■ EXERCISE DESCRIPTION: Write out every line below that contains "RequestBuilder".

[Dataset entries]
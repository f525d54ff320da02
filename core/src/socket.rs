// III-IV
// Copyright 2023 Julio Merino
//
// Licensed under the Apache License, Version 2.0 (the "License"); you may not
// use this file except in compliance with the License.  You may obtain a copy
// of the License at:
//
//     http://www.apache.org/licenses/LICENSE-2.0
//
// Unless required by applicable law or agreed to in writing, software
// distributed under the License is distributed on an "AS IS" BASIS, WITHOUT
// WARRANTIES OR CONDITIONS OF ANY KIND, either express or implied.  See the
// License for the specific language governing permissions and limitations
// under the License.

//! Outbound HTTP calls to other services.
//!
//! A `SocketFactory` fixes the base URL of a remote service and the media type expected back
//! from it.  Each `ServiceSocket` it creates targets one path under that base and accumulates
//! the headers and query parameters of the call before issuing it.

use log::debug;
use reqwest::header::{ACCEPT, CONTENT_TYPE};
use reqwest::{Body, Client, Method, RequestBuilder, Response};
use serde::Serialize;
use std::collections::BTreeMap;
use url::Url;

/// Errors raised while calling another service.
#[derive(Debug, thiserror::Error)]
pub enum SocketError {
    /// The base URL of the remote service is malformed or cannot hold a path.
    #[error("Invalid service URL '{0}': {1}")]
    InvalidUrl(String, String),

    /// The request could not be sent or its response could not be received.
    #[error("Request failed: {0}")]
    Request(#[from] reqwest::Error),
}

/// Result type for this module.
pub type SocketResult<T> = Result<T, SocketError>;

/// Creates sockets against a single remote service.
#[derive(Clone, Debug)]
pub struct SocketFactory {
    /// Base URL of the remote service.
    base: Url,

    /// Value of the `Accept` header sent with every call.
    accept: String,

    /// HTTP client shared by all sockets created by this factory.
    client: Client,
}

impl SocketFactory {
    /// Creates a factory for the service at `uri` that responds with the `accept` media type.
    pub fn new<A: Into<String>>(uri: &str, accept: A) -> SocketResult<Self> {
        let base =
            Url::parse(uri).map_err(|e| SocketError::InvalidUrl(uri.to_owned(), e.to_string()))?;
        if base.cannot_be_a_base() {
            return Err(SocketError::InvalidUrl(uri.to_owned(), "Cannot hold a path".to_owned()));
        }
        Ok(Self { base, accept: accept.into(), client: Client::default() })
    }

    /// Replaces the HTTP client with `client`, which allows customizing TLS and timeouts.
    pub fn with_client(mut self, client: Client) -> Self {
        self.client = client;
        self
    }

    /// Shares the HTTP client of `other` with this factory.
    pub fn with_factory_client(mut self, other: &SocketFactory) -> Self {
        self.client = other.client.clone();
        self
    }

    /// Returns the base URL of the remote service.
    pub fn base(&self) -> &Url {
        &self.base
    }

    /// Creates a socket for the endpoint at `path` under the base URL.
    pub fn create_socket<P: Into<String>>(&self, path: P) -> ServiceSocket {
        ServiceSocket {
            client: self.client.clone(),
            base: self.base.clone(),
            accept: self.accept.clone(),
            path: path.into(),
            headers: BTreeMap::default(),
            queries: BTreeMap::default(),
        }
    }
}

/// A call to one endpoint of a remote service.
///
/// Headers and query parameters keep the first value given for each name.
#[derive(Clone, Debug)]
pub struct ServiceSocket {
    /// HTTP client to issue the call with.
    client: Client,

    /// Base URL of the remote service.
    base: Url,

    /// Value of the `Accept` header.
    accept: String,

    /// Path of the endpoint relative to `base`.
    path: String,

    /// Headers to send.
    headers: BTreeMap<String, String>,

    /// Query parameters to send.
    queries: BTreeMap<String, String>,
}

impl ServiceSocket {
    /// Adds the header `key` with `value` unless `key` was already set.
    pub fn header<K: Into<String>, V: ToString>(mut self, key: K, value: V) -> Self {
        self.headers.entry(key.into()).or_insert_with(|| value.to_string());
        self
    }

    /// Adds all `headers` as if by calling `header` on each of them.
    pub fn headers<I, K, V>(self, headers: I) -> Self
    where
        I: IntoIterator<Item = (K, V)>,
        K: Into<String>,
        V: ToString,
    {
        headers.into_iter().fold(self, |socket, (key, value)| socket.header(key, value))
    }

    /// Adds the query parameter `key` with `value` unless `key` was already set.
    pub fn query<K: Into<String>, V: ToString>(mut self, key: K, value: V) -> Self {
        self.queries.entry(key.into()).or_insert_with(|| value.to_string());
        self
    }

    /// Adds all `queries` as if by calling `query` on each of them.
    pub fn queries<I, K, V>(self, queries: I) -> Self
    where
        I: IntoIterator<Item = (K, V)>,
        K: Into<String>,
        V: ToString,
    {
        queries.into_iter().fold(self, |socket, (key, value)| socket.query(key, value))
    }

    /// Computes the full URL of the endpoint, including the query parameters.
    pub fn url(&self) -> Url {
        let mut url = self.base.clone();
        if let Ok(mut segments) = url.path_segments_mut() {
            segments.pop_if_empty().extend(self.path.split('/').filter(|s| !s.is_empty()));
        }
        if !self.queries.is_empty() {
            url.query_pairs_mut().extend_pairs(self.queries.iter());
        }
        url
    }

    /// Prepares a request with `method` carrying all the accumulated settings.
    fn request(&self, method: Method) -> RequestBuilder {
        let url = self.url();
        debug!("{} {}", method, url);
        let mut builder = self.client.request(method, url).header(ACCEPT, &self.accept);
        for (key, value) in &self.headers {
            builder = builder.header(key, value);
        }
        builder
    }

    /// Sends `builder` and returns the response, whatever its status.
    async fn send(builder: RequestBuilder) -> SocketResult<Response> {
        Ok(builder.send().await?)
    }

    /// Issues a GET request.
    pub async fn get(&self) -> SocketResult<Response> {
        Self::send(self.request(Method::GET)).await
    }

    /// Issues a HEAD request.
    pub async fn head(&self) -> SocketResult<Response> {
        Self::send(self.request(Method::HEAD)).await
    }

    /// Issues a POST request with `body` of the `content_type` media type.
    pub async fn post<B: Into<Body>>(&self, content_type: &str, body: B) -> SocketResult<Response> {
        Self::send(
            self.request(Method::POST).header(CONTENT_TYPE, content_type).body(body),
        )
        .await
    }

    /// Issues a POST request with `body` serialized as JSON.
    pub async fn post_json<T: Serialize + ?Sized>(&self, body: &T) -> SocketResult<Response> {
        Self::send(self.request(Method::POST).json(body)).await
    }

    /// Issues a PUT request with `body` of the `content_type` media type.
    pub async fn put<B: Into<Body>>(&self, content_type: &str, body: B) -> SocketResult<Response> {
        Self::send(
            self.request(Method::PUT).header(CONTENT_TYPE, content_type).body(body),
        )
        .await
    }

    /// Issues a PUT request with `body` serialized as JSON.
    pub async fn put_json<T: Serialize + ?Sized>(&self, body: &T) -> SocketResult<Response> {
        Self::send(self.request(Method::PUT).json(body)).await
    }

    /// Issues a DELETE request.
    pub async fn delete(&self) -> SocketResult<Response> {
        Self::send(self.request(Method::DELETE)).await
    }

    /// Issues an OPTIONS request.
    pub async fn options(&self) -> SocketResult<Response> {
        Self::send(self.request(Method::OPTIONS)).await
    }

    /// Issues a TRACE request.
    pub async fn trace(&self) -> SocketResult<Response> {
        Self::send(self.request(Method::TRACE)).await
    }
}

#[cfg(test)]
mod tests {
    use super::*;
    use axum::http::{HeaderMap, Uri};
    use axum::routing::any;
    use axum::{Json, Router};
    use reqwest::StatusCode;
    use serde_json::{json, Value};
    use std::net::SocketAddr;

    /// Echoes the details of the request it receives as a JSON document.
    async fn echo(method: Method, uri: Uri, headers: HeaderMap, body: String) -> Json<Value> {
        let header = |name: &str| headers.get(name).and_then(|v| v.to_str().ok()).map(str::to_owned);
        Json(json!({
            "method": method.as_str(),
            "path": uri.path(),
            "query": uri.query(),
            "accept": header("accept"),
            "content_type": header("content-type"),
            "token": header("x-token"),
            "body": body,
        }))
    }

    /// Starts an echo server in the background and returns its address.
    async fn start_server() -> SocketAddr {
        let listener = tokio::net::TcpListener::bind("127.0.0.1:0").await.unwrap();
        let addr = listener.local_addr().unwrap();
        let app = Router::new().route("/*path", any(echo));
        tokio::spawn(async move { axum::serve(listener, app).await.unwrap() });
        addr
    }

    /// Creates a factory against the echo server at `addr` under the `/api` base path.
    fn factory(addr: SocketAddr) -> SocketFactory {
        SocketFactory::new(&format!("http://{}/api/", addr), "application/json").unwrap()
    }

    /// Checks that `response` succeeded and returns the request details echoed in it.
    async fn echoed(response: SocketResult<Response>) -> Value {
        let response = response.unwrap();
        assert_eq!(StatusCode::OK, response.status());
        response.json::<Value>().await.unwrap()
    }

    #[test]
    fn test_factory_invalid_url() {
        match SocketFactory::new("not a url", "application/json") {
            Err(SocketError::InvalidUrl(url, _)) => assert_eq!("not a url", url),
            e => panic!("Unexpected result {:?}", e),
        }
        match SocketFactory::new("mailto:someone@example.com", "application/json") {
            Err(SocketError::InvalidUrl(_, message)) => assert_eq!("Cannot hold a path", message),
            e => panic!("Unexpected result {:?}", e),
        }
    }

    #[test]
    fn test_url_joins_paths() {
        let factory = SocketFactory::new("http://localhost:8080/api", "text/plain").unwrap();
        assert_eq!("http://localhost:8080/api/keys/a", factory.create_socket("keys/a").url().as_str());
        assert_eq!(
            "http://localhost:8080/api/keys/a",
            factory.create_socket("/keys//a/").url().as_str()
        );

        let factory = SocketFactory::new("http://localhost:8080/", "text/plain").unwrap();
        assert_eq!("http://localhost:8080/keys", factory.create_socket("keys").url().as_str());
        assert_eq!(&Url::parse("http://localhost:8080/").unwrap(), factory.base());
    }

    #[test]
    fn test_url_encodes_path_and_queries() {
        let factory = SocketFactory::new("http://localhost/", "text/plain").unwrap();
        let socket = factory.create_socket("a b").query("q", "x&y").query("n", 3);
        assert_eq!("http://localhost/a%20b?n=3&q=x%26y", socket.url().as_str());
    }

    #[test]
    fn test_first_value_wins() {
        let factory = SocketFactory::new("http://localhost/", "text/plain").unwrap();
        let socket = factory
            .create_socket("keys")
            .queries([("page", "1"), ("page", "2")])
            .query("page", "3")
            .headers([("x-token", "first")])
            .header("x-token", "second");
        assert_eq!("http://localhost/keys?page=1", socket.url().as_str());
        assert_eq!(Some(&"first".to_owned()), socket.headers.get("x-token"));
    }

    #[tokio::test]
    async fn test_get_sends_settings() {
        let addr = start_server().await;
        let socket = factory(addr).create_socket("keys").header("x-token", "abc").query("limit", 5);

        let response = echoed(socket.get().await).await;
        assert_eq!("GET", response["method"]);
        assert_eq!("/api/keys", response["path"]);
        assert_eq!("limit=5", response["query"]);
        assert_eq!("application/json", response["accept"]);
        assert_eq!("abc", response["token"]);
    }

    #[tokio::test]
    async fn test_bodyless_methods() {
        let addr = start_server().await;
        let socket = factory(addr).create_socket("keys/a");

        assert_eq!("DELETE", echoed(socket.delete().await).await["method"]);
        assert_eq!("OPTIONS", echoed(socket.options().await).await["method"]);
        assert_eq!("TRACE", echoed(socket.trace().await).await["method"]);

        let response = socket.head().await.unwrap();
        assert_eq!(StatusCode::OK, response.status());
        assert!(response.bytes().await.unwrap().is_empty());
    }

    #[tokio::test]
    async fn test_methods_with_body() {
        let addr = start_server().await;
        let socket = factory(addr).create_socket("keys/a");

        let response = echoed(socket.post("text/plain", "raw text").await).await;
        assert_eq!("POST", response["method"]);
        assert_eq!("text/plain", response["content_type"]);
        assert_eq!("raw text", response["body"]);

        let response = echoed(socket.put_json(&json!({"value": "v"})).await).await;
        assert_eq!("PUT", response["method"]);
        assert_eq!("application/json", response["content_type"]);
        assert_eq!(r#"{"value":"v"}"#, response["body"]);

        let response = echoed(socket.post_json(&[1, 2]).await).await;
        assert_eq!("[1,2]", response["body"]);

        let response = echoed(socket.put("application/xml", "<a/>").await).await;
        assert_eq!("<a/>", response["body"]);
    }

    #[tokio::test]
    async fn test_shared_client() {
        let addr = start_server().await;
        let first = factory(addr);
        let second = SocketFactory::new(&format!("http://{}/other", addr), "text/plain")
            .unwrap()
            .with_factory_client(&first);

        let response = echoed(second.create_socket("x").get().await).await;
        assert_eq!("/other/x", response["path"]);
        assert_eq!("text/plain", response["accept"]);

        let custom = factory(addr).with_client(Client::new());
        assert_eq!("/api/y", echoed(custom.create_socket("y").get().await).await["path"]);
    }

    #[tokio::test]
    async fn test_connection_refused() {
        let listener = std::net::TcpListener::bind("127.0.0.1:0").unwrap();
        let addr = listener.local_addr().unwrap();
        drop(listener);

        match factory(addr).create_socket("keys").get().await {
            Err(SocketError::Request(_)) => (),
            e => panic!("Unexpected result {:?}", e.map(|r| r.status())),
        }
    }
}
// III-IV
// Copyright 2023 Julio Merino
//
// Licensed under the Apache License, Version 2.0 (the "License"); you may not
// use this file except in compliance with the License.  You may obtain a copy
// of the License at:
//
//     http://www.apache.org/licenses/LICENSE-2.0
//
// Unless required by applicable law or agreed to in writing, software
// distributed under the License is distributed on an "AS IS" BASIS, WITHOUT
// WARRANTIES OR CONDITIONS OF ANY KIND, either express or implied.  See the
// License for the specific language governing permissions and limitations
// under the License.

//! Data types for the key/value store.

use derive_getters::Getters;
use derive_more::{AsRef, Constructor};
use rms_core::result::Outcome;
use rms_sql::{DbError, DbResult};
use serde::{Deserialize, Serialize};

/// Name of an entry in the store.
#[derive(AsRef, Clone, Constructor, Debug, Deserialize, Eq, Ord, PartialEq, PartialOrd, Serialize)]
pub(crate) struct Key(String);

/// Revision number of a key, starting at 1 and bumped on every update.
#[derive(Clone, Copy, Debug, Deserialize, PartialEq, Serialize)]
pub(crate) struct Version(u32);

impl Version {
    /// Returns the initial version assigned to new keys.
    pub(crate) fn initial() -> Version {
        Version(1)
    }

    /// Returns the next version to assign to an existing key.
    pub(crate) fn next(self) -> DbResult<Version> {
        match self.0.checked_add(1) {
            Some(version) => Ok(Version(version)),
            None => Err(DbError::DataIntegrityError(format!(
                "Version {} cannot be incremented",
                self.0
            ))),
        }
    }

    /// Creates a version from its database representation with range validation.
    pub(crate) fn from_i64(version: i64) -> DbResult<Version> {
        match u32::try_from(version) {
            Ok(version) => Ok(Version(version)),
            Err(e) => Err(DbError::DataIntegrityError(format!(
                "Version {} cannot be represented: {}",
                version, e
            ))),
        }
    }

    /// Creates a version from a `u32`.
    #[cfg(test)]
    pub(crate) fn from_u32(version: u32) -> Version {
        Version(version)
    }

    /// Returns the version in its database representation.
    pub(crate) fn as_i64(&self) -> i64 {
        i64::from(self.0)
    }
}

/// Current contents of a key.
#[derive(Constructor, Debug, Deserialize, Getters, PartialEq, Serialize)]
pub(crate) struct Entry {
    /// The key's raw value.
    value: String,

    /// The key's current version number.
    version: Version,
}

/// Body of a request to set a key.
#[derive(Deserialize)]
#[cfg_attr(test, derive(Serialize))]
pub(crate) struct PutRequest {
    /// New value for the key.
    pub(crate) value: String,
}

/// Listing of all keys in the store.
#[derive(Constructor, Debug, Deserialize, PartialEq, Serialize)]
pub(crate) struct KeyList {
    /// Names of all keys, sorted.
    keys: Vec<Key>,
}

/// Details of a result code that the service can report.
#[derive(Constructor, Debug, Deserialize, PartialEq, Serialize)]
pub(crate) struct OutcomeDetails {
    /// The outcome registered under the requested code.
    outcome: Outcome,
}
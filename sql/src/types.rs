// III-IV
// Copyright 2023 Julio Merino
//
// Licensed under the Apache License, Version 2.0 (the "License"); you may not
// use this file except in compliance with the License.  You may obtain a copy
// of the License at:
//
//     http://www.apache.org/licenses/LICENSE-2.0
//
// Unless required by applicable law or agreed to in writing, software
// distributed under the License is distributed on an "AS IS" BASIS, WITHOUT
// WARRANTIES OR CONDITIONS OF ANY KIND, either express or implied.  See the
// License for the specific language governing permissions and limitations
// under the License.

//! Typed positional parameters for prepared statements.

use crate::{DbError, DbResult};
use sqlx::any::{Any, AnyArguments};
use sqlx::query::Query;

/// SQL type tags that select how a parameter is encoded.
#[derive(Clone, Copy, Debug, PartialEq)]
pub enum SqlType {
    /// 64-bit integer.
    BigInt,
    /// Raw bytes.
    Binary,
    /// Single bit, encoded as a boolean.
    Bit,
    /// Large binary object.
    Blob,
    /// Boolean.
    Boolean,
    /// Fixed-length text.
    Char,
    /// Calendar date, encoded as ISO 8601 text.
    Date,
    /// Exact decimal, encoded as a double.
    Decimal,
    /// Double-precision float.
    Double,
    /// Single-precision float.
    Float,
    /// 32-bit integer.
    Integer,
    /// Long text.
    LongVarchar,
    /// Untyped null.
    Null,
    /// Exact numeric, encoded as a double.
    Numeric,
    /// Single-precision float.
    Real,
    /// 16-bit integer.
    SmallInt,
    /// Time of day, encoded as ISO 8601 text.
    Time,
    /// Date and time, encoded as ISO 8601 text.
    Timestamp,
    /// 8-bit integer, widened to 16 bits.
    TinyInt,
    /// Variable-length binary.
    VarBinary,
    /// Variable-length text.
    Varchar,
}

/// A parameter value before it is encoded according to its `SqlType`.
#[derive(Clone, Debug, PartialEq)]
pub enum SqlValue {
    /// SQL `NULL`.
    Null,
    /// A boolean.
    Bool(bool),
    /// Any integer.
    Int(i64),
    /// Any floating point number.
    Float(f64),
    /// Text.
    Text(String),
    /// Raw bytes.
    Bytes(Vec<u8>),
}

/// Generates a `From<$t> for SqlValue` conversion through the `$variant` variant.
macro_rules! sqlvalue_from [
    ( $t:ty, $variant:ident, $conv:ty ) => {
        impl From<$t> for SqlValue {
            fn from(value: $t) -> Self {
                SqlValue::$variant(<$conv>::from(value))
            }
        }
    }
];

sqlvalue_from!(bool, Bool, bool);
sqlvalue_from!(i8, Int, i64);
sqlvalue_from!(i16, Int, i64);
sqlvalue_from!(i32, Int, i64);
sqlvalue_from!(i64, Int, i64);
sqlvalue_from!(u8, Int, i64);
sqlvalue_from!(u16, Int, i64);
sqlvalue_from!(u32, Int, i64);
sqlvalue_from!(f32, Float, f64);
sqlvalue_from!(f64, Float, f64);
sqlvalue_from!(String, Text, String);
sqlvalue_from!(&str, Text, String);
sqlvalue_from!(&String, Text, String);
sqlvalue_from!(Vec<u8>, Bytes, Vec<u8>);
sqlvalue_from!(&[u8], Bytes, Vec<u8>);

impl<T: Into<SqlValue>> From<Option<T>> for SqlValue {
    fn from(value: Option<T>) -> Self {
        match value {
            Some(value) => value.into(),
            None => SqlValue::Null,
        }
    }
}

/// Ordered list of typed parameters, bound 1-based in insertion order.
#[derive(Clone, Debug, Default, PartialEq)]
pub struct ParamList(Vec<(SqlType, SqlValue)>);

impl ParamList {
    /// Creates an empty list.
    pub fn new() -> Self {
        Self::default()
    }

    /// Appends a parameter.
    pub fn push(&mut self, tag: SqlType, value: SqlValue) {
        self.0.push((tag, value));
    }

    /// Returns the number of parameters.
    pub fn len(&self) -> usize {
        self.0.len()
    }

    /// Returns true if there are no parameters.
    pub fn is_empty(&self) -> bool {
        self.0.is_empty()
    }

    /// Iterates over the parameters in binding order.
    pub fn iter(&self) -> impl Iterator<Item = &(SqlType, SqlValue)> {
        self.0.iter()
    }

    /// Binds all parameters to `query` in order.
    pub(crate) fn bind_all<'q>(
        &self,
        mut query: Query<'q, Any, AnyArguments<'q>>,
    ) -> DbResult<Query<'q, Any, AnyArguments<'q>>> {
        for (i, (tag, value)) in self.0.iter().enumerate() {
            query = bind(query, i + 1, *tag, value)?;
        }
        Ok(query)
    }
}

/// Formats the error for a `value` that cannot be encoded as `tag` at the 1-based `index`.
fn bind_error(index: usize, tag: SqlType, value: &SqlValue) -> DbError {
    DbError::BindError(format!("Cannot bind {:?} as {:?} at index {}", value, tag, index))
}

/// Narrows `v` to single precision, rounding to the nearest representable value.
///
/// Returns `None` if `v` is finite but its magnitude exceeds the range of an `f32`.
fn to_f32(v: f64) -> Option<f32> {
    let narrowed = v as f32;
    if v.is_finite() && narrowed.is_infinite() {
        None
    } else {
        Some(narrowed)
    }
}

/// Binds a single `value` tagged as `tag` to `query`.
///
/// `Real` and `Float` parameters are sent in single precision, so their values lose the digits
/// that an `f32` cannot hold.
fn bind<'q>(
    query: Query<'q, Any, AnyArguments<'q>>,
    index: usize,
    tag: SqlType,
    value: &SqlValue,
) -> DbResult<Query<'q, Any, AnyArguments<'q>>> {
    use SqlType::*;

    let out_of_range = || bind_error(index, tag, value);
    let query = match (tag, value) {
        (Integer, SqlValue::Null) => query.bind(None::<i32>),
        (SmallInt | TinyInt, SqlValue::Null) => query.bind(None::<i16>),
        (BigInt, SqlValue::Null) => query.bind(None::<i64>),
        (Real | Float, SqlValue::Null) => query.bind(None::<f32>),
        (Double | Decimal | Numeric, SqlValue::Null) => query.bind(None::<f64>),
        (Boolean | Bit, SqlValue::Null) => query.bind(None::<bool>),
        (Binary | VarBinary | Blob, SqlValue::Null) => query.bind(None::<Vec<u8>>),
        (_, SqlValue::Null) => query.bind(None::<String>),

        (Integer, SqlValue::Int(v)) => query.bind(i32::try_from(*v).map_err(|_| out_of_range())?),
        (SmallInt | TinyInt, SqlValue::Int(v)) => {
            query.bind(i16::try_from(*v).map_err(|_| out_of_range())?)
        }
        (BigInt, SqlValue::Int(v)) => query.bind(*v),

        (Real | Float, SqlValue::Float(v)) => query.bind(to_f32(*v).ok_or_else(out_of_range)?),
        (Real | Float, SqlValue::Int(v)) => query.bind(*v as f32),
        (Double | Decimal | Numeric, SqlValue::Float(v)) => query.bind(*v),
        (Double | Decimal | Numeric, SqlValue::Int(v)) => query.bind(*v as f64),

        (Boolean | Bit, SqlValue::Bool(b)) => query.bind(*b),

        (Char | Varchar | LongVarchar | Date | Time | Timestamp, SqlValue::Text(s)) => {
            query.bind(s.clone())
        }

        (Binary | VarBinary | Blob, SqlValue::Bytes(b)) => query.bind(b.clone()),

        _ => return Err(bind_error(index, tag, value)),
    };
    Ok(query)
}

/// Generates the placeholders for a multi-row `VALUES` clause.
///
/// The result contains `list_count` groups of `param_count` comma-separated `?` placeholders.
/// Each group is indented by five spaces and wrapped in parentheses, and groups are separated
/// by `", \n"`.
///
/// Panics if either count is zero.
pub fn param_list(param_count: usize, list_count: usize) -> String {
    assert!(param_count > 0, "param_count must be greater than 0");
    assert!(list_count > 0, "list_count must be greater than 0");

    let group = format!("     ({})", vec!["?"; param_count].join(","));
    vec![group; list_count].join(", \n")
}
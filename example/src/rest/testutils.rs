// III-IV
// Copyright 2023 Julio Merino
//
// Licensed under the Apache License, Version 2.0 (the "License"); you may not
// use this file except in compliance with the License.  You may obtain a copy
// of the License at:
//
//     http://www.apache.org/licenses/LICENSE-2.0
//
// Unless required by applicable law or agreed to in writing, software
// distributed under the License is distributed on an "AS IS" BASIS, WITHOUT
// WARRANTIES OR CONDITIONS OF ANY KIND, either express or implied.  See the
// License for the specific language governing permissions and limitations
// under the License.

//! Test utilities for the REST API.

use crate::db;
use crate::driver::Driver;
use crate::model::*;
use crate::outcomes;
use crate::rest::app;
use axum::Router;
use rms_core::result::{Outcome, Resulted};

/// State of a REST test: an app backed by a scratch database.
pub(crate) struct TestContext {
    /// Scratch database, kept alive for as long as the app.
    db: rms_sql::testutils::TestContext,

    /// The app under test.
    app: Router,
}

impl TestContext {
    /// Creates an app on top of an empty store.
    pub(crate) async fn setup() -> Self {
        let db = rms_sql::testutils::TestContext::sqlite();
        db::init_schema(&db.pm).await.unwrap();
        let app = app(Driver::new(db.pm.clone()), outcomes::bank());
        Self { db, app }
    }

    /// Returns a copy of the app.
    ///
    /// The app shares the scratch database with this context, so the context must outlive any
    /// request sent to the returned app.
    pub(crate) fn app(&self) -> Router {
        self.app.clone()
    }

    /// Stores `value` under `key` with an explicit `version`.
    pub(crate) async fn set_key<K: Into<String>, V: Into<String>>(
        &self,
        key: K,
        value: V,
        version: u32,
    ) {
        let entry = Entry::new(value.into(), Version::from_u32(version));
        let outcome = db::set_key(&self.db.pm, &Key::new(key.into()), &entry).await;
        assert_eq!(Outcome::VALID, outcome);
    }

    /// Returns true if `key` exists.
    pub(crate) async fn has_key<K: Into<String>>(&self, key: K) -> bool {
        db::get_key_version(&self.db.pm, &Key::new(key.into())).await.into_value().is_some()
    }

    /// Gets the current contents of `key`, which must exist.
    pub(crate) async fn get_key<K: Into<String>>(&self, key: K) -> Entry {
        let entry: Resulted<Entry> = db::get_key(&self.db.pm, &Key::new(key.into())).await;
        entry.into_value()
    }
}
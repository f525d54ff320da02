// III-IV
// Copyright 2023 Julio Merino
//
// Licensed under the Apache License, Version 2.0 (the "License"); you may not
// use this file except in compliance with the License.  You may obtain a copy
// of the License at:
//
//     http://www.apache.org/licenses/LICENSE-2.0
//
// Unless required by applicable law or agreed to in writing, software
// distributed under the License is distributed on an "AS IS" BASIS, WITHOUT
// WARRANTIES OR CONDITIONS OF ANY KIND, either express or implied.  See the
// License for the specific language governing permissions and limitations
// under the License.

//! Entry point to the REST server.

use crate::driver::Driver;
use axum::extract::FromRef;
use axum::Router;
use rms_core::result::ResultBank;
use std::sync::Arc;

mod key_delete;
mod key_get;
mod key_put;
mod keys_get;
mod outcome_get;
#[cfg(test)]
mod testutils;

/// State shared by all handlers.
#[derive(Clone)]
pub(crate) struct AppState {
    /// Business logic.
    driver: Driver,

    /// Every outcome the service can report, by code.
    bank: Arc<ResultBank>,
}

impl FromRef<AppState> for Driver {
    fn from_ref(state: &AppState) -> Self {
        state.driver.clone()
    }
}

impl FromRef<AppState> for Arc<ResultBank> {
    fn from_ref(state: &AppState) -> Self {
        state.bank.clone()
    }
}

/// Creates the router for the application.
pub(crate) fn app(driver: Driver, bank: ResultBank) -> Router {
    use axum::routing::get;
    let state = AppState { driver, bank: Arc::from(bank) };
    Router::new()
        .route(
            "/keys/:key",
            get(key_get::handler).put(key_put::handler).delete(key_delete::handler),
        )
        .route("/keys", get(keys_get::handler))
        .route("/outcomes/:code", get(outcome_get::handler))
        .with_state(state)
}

■ TASK RESULT:
use reqwest::{Body, Client, Method, RequestBuilder, Response};
    fn request(&self, method: Method) -> RequestBuilder {
    async fn send(builder: RequestBuilder) -> SocketResult<Response> {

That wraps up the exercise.